A recent study shows the superiority of autologous PRP over artificial tears in the short-term management of moderate-to-severe dry eyes.[6] Although an initial Cochrane analysis was not able to show any significant efficacy of BTS over artificial tears,[2] a recent meta-analysis has been able to show that BTS are superior to artificial tears and secretagogues.[5] The meta-analysis also shows that platelet-based BTS outperforms AS in reducing OSDI and corneal staining scores, emphasizing the relationship between the percentage of growth factors and healing of the ocular surface. The number of adverse events was not statistically significant between treatments.[5]

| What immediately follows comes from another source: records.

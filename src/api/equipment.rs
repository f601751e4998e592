//! Equipment API endpoints

use axum::{
    extract::{Path, State},
    http::StatusCode,
    Json,
};
use uuid::Uuid;

use crate::{
    error::AppResult,
    models::{
        equipment::{CascadeReport, CreateEquipment, Equipment, MessageResponse, ReceiveEquipment, UpdateEquipment},
        maintenance_plan::{MaintenancePlan, MaintenancePlanInput},
        spare_part::{CreateSparePart, SparePart},
    },
    AppState,
};

use super::BearerToken;

/// Register equipment
#[utoipa::path(
    post,
    path = "/equipment",
    tag = "equipment",
    security(("bearer_auth" = [])),
    request_body = CreateEquipment,
    responses(
        (status = 201, description = "Equipment created", body = MessageResponse),
        (status = 409, description = "Name already used", body = crate::error::ErrorResponse),
        (status = 422, description = "Unknown classification code", body = crate::error::ErrorResponse)
    )
)]
pub async fn create_equipment(
    State(state): State<AppState>,
    BearerToken(_token): BearerToken,
    Json(data): Json<CreateEquipment>,
) -> AppResult<(StatusCode, Json<MessageResponse>)> {
    let equipment = state.services.equipment.create(data).await?;
    Ok((
        StatusCode::CREATED,
        Json(MessageResponse::new("Equipment created", Some(equipment.id))),
    ))
}

/// Get equipment by ID
#[utoipa::path(
    get,
    path = "/equipment/{id}",
    tag = "equipment",
    security(("bearer_auth" = [])),
    params(("id" = Uuid, Path, description = "Equipment ID")),
    responses(
        (status = 200, description = "Equipment details", body = Equipment),
        (status = 404, description = "Equipment not found", body = crate::error::ErrorResponse)
    )
)]
pub async fn get_equipment(
    State(state): State<AppState>,
    BearerToken(_token): BearerToken,
    Path(id): Path<Uuid>,
) -> AppResult<Json<Equipment>> {
    let equipment = state.services.equipment.get(id).await?;
    Ok(Json(equipment))
}

/// Get equipment by serial code
#[utoipa::path(
    get,
    path = "/equipment/serial/{serial}",
    tag = "equipment",
    security(("bearer_auth" = [])),
    params(("serial" = String, Path, description = "Serial code")),
    responses(
        (status = 200, description = "Equipment details", body = Equipment),
        (status = 404, description = "Equipment not found", body = crate::error::ErrorResponse)
    )
)]
pub async fn get_equipment_by_serial(
    State(state): State<AppState>,
    BearerToken(_token): BearerToken,
    Path(serial): Path<String>,
) -> AppResult<Json<Equipment>> {
    let equipment = state.services.equipment.get_by_serial_code(&serial).await?;
    Ok(Json(equipment))
}

/// Receive equipment and put it in service
#[utoipa::path(
    put,
    path = "/equipment/serial/{serial}/reception",
    tag = "equipment",
    security(("bearer_auth" = [])),
    params(("serial" = String, Path, description = "Serial code")),
    request_body = ReceiveEquipment,
    responses(
        (status = 200, description = "Equipment received", body = MessageResponse),
        (status = 404, description = "Equipment not found", body = crate::error::ErrorResponse),
        (status = 409, description = "Already received or name already used", body = crate::error::ErrorResponse),
        (status = 422, description = "Unknown brand or spare part", body = crate::error::ErrorResponse)
    )
)]
pub async fn receive_equipment(
    State(state): State<AppState>,
    BearerToken(_token): BearerToken,
    Path(serial): Path<String>,
    Json(data): Json<ReceiveEquipment>,
) -> AppResult<Json<MessageResponse>> {
    let equipment = state.services.equipment.receive(&serial, data).await?;
    Ok(Json(MessageResponse::new("Equipment received", Some(equipment.id))))
}

/// Update equipment
#[utoipa::path(
    put,
    path = "/equipment/{id}",
    tag = "equipment",
    security(("bearer_auth" = [])),
    params(("id" = Uuid, Path, description = "Equipment ID")),
    request_body = UpdateEquipment,
    responses(
        (status = 200, description = "Equipment updated", body = Equipment)
    )
)]
pub async fn update_equipment(
    State(state): State<AppState>,
    BearerToken(_token): BearerToken,
    Path(id): Path<Uuid>,
    Json(data): Json<UpdateEquipment>,
) -> AppResult<Json<Equipment>> {
    let equipment = state.services.equipment.update(id, data).await?;
    Ok(Json(equipment))
}

/// Delete equipment with its spare parts and maintenance plans
#[utoipa::path(
    delete,
    path = "/equipment/{id}",
    tag = "equipment",
    security(("bearer_auth" = [])),
    params(("id" = Uuid, Path, description = "Equipment ID")),
    responses(
        (status = 200, description = "Equipment deleted", body = CascadeReport),
        (status = 404, description = "Equipment not found", body = crate::error::ErrorResponse)
    )
)]
pub async fn delete_equipment(
    State(state): State<AppState>,
    BearerToken(_token): BearerToken,
    Path(id): Path<Uuid>,
) -> AppResult<Json<CascadeReport>> {
    let report = state.services.equipment.delete(id).await?;
    Ok(Json(report))
}

/// List equipment awaiting reception
#[utoipa::path(
    get,
    path = "/equipment/awaiting-reception",
    tag = "equipment",
    security(("bearer_auth" = [])),
    responses(
        (status = 200, description = "Equipment not yet received", body = Vec<Equipment>)
    )
)]
pub async fn list_awaiting_reception(
    State(state): State<AppState>,
    BearerToken(_token): BearerToken,
) -> AppResult<Json<Vec<Equipment>>> {
    let equipment = state.services.equipment.list_awaiting_reception().await?;
    Ok(Json(equipment))
}

/// List received equipment of a hospital
#[utoipa::path(
    get,
    path = "/hospitals/{hospital_id}/equipment",
    tag = "equipment",
    security(("bearer_auth" = [])),
    params(("hospital_id" = String, Path, description = "Hospital ID")),
    responses(
        (status = 200, description = "Equipment in service at the hospital", body = Vec<Equipment>)
    )
)]
pub async fn list_hospital_equipment(
    State(state): State<AppState>,
    BearerToken(_token): BearerToken,
    Path(hospital_id): Path<String>,
) -> AppResult<Json<Vec<Equipment>>> {
    let equipment = state.services.equipment.list_by_hospital(&hospital_id).await?;
    Ok(Json(equipment))
}

/// List spare parts of an equipment
#[utoipa::path(
    get,
    path = "/equipment/{id}/spare-parts",
    tag = "spare-parts",
    security(("bearer_auth" = [])),
    params(("id" = Uuid, Path, description = "Equipment ID")),
    responses(
        (status = 200, description = "Spare parts", body = Vec<SparePart>)
    )
)]
pub async fn list_spare_parts(
    State(state): State<AppState>,
    BearerToken(_token): BearerToken,
    Path(id): Path<Uuid>,
) -> AppResult<Json<Vec<SparePart>>> {
    let parts = state.services.equipment.spare_parts(id).await?;
    Ok(Json(parts))
}

/// Add a spare part to an equipment
#[utoipa::path(
    post,
    path = "/equipment/{id}/spare-parts",
    tag = "spare-parts",
    security(("bearer_auth" = [])),
    params(("id" = Uuid, Path, description = "Equipment ID")),
    request_body = CreateSparePart,
    responses(
        (status = 201, description = "Spare part added", body = SparePart)
    )
)]
pub async fn add_spare_part(
    State(state): State<AppState>,
    BearerToken(_token): BearerToken,
    Path(id): Path<Uuid>,
    Json(data): Json<CreateSparePart>,
) -> AppResult<(StatusCode, Json<SparePart>)> {
    let part = state.services.equipment.add_spare_part(id, data).await?;
    Ok((StatusCode::CREATED, Json(part)))
}

/// Remove a spare part and the maintenance plans referencing it
#[utoipa::path(
    delete,
    path = "/equipment/{id}/spare-parts/{part_id}",
    tag = "spare-parts",
    security(("bearer_auth" = [])),
    params(
        ("id" = Uuid, Path, description = "Equipment ID"),
        ("part_id" = Uuid, Path, description = "Spare part ID")
    ),
    responses(
        (status = 200, description = "Spare part removed", body = Equipment),
        (status = 404, description = "Equipment or spare part not found", body = crate::error::ErrorResponse)
    )
)]
pub async fn remove_spare_part(
    State(state): State<AppState>,
    BearerToken(_token): BearerToken,
    Path((id, part_id)): Path<(Uuid, Uuid)>,
) -> AppResult<Json<Equipment>> {
    let equipment = state.services.equipment.remove_spare_part(id, part_id).await?;
    Ok(Json(equipment))
}

/// List maintenance plans of an equipment
#[utoipa::path(
    get,
    path = "/equipment/{id}/maintenance-plans",
    tag = "maintenance-plans",
    security(("bearer_auth" = [])),
    params(("id" = Uuid, Path, description = "Equipment ID")),
    responses(
        (status = 200, description = "Maintenance plans", body = Vec<MaintenancePlan>)
    )
)]
pub async fn list_maintenance_plans(
    State(state): State<AppState>,
    BearerToken(_token): BearerToken,
    Path(id): Path<Uuid>,
) -> AppResult<Json<Vec<MaintenancePlan>>> {
    let plans = state.services.equipment.maintenance_plans(id).await?;
    Ok(Json(plans))
}

/// Add one maintenance plan to an equipment
#[utoipa::path(
    post,
    path = "/equipment/{id}/maintenance-plans",
    tag = "maintenance-plans",
    security(("bearer_auth" = [])),
    params(("id" = Uuid, Path, description = "Equipment ID")),
    request_body = MaintenancePlanInput,
    responses(
        (status = 201, description = "Maintenance plan added", body = MaintenancePlan)
    )
)]
pub async fn add_maintenance_plan(
    State(state): State<AppState>,
    BearerToken(_token): BearerToken,
    Path(id): Path<Uuid>,
    Json(data): Json<MaintenancePlanInput>,
) -> AppResult<(StatusCode, Json<MaintenancePlan>)> {
    let plan = state.services.equipment.add_maintenance_plan(id, data).await?;
    Ok((StatusCode::CREATED, Json(plan)))
}

/// Replace the maintenance plans of an equipment
#[utoipa::path(
    put,
    path = "/equipment/{id}/maintenance-plans",
    tag = "maintenance-plans",
    security(("bearer_auth" = [])),
    params(("id" = Uuid, Path, description = "Equipment ID")),
    request_body = Vec<MaintenancePlanInput>,
    responses(
        (status = 200, description = "Resulting maintenance plans", body = Vec<MaintenancePlan>)
    )
)]
pub async fn update_maintenance_plans(
    State(state): State<AppState>,
    BearerToken(_token): BearerToken,
    Path(id): Path<Uuid>,
    Json(data): Json<Vec<MaintenancePlanInput>>,
) -> AppResult<Json<Vec<MaintenancePlan>>> {
    let plans = state.services.equipment.update_maintenance_plans(id, data).await?;
    Ok(Json(plans))
}

/// Assign an SLA to an equipment
#[utoipa::path(
    put,
    path = "/equipment/{id}/sla/{sla_id}",
    tag = "equipment",
    security(("bearer_auth" = [])),
    params(
        ("id" = Uuid, Path, description = "Equipment ID"),
        ("sla_id" = Uuid, Path, description = "SLA ID")
    ),
    responses(
        (status = 200, description = "SLA assigned", body = Equipment),
        (status = 404, description = "Equipment or SLA not found", body = crate::error::ErrorResponse)
    )
)]
pub async fn assign_sla(
    State(state): State<AppState>,
    BearerToken(_token): BearerToken,
    Path((id, sla_id)): Path<(Uuid, Uuid)>,
) -> AppResult<Json<Equipment>> {
    let equipment = state.services.equipment.assign_sla(id, sla_id).await?;
    Ok(Json(equipment))
}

Although the literature demonstrates the advantages of BTS, there are limitations. Firstly, there is evidence only for short-term improvement up to 3 months, and there are no long-term data. Another challenge in applying this information clinically is the lack of standardization between preparation protocols, resulting in significant variation between the critical steps of preparation.
Future of biological tear substitutes
Although there is evidence of short-term benefits of BTS in the management of dry eyes and ocular surface healing,[5,7] there is so much more to be done. Currently, there is a need to develop a standardized protocol for the preparation of various BTS, and more studies are needed to assess the long-term efficacy of these preparations. It is important for tertiary centers dealing with ocular surface diseases to have facilities to dispense all forms of BTS at an affordable cost. Among the growth factors available in BTS, different ones are specific to various pathways in wound healing on the ocular surface. Pooled allogenic sera can be manufactured in different formulations, each containing different growth factors specific for the treatment of different ocular surface diseases.[3] This can be a step forward toward personalized medicine in the treatment of ocular surface disorders.